A propos de l’arrestation de deux camarades, suite à la manifestation en hommage à Clément

Suite à l’assassinat de Clément Méric ce 5 juin par des fascistes, des dizaines de manifestations ont eu lieu dans de nombreuses villes de France et d’ailleurs, pour rendre hommage à ce militant syndicaliste, antifasciste et révolutionnaire. Il s’agissait aussi de prouver que les idées qu’il défendait ne sont pas mortes avec lui. Elles ont rassemblé un grand nombre de personnes, militantes ou non d’associations, de collectifs, de syndicats et d’organisations politiques, dans la dignité et l’émotion. Dans plusieurs villes néanmoins, des militant-e-s antifascistes ont réagi avec agacement à des interventions publiques de représentants de partis politiques (du PS, du Front de gauche…), accusés de récupération. L’antifascisme ne consiste en effet pas qu’à s’indigner que des brutalités de groupuscules d’extrême-droite. Il consiste aussi à dénoncer et à lutter contre ce qui a toujours favorisé le fascisme, à savoir  la répression du capitalisme et de l’Etat ; contre les pauvres, les immigrés, les Roms, les femmes, les homos, bis, trans… C’étaient les idées de Clément Méric, ce sont les nôtres.

A Poitiers aussi, la manifestation fut importante, avec 250 à 300 personnes, rassemblées avec des banderoles, des slogans, des drapeaux et des chansons. Or à Poitiers, une fois de plus la police s’est comportée de façon indigne. Les policiers n’ont rien trouvé de mieux à faire que d’interpeller deux camarades peu après la manifestation, qui ont ensuite passé la nuit en garde à vue ! Ils ont été accusés d’ « outrage » au directeur départemental de la sécurité publique adjoint.
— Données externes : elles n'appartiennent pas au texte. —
use std::cmp::Ordering;

use crate::diagnostic::{Category, Diagnostic};
use crate::document::{Document, Map};
use crate::path::Path;

// relative tolerance for float `multipleOf`
const MULTIPLE_EPSILON: f64 = 1e-9;

/// Range keywords. Both the numeric (draft 6+) and the boolean (draft 4)
/// spellings of `exclusiveMinimum`/`exclusiveMaximum` are understood.
/// Non-numeric keyword values are ignored.
pub(super) fn check_number(data: &Document, schema: &Map, path: &Path, out: &mut Vec<Diagnostic>) {
    let exclusive_min_flag = schema.get("exclusiveMinimum").and_then(Document::as_bool) == Some(true);
    let exclusive_max_flag = schema.get("exclusiveMaximum").and_then(Document::as_bool) == Some(true);

    if let Some(min) = schema.get("minimum").filter(|m| m.is_number()) {
        match compare(data, min) {
            Some(Ordering::Less) => out.push(range(path, format!("{data} is less than the minimum of {min}"))),
            Some(Ordering::Equal) if exclusive_min_flag => {
                out.push(range(path, format!("{data} must be greater than {min}")))
            }
            _ => {}
        }
    }
    if let Some(max) = schema.get("maximum").filter(|m| m.is_number()) {
        match compare(data, max) {
            Some(Ordering::Greater) => out.push(range(path, format!("{data} is greater than the maximum of {max}"))),
            Some(Ordering::Equal) if exclusive_max_flag => {
                out.push(range(path, format!("{data} must be less than {max}")))
            }
            _ => {}
        }
    }
    if let Some(min) = schema.get("exclusiveMinimum").filter(|m| m.is_number()) {
        if matches!(compare(data, min), Some(Ordering::Less | Ordering::Equal)) {
            out.push(range(path, format!("{data} must be greater than {min}")));
        }
    }
    if let Some(max) = schema.get("exclusiveMaximum").filter(|m| m.is_number()) {
        if matches!(compare(data, max), Some(Ordering::Greater | Ordering::Equal)) {
            out.push(range(path, format!("{data} must be less than {max}")));
        }
    }
    if let Some(step) = schema.get("multipleOf").filter(|m| m.is_number()) {
        if is_multiple(data, step) == Some(false) {
            out.push(range(path, format!("{data} is not a multiple of {step}")));
        }
    }
}

fn range(path: &Path, message: String) -> Diagnostic {
    Diagnostic::error(path, Category::OutOfRange, message)
}

/// Exact for two ints, float comparison otherwise; `None` involves NaN.
pub(crate) fn compare(a: &Document, b: &Document) -> Option<Ordering> {
    match (a, b) {
        (Document::Int(x), Document::Int(y)) => Some(x.cmp(y)),
        _ => a.as_f64()?.partial_cmp(&b.as_f64()?),
    }
}

fn is_multiple(data: &Document, step: &Document) -> Option<bool> {
    match (data, step) {
        (Document::Int(x), Document::Int(y)) => x.checked_rem(*y).map(|r| r == 0),
        _ => {
            let (x, y) = (data.as_f64()?, step.as_f64()?);
            if y <= 0.0 || !x.is_finite() {
                return None;
            }
            let q = x / y;
            Some((q - q.round()).abs() <= MULTIPLE_EPSILON * q.abs().max(1.0))
        }
    }
}
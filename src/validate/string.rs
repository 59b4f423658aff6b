use crate::diagnostic::{Category, Diagnostic};
use crate::document::{Document, Map};
use crate::path::Path;

use super::Validator;

/// `minLength`/`maxLength` (counted in chars, not bytes) and `pattern`.
pub(super) fn check_string(v: &Validator, s: &str, schema: &Map, path: &Path, out: &mut Vec<Diagnostic>) {
    let len = s.chars().count() as u64;

    if let Some(min) = schema.get("minLength").and_then(Document::as_u64) {
        if len < min {
            out.push(Diagnostic::error(path, Category::OutOfRange, format!(
                "string is {len} characters long, shorter than the minimum length of {min}"
            )));
        }
    }
    if let Some(max) = schema.get("maxLength").and_then(Document::as_u64) {
        if len > max {
            out.push(Diagnostic::error(path, Category::OutOfRange, format!(
                "string is {len} characters long, longer than the maximum length of {max}"
            )));
        }
    }

    if let Some(pattern) = schema.get("pattern").and_then(Document::as_str) {
        match super::full_match_regex(pattern) {
            Some(rx) => {
                if !rx.is_match(s) {
                    out.push(Diagnostic::error(path, Category::PatternMismatch, format!(
                        "string {} does not match pattern '{pattern}'",
                        v.preview(&Document::from(s)),
                    )));
                }
            }
            // schema author error: surface it, but don't fail the document
            None => out.push(Diagnostic::warning(path, Category::Other, format!(
                "schema pattern '{pattern}' is not a valid regular expression and was ignored"
            ))),
        }
    }
}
Une accusation hélas récurrente de la part des services de police, notamment contre un certain type de personnes bien ciblées.

Rappel du contexte poitevin de cette manifestation : hormis les tâches peu glorieuses, hélas communes à tous les policiers de par leurs fonctions, d’arrêter des étrangers, d’expulser des squats de sans-papiers et de Roms, de défendre la propriété privée, ou de conduire des pauvres en prison, les policiers poitevins s’illustrent depuis un bon moment dans d’autres comportements, dépassant de fait allègrement leurs prérogatives et le droit, en matière notamment de liberté d’expression.

Ces intimidations portent sur un certain type de militant-e-s, bien souvent étiqueté-e-s libertaires, anarchistes, autonomes, communistes, etc. C’est un fait plusieurs fois avéré par des contrôles d’identité (parfois avec fouille sur la voie publique). Ces contrôles d’identité, bien ciblés, lors de rassemblements antifascistes, antiracistes, antisexistes, antihomophobes, se font au nom de la prévention du « trouble à l’ordre public », notion fourre-tout critiquée par de nombreux éminents juristes. Ils s’ajoutent en outre à une longue liste locale de tentatives de confiscation d’appareils numériques et plus généralement d’enfreintes diverses à la liberté d’expression : banderoles arrachées, confiscations voire arrestations pour diffusion de journaux et de tracts sur la voie publique… bref des atteintes manifestes et récurrentes aux droits que les policiers sont sensés faire respecter, et respecter eux-mêmes.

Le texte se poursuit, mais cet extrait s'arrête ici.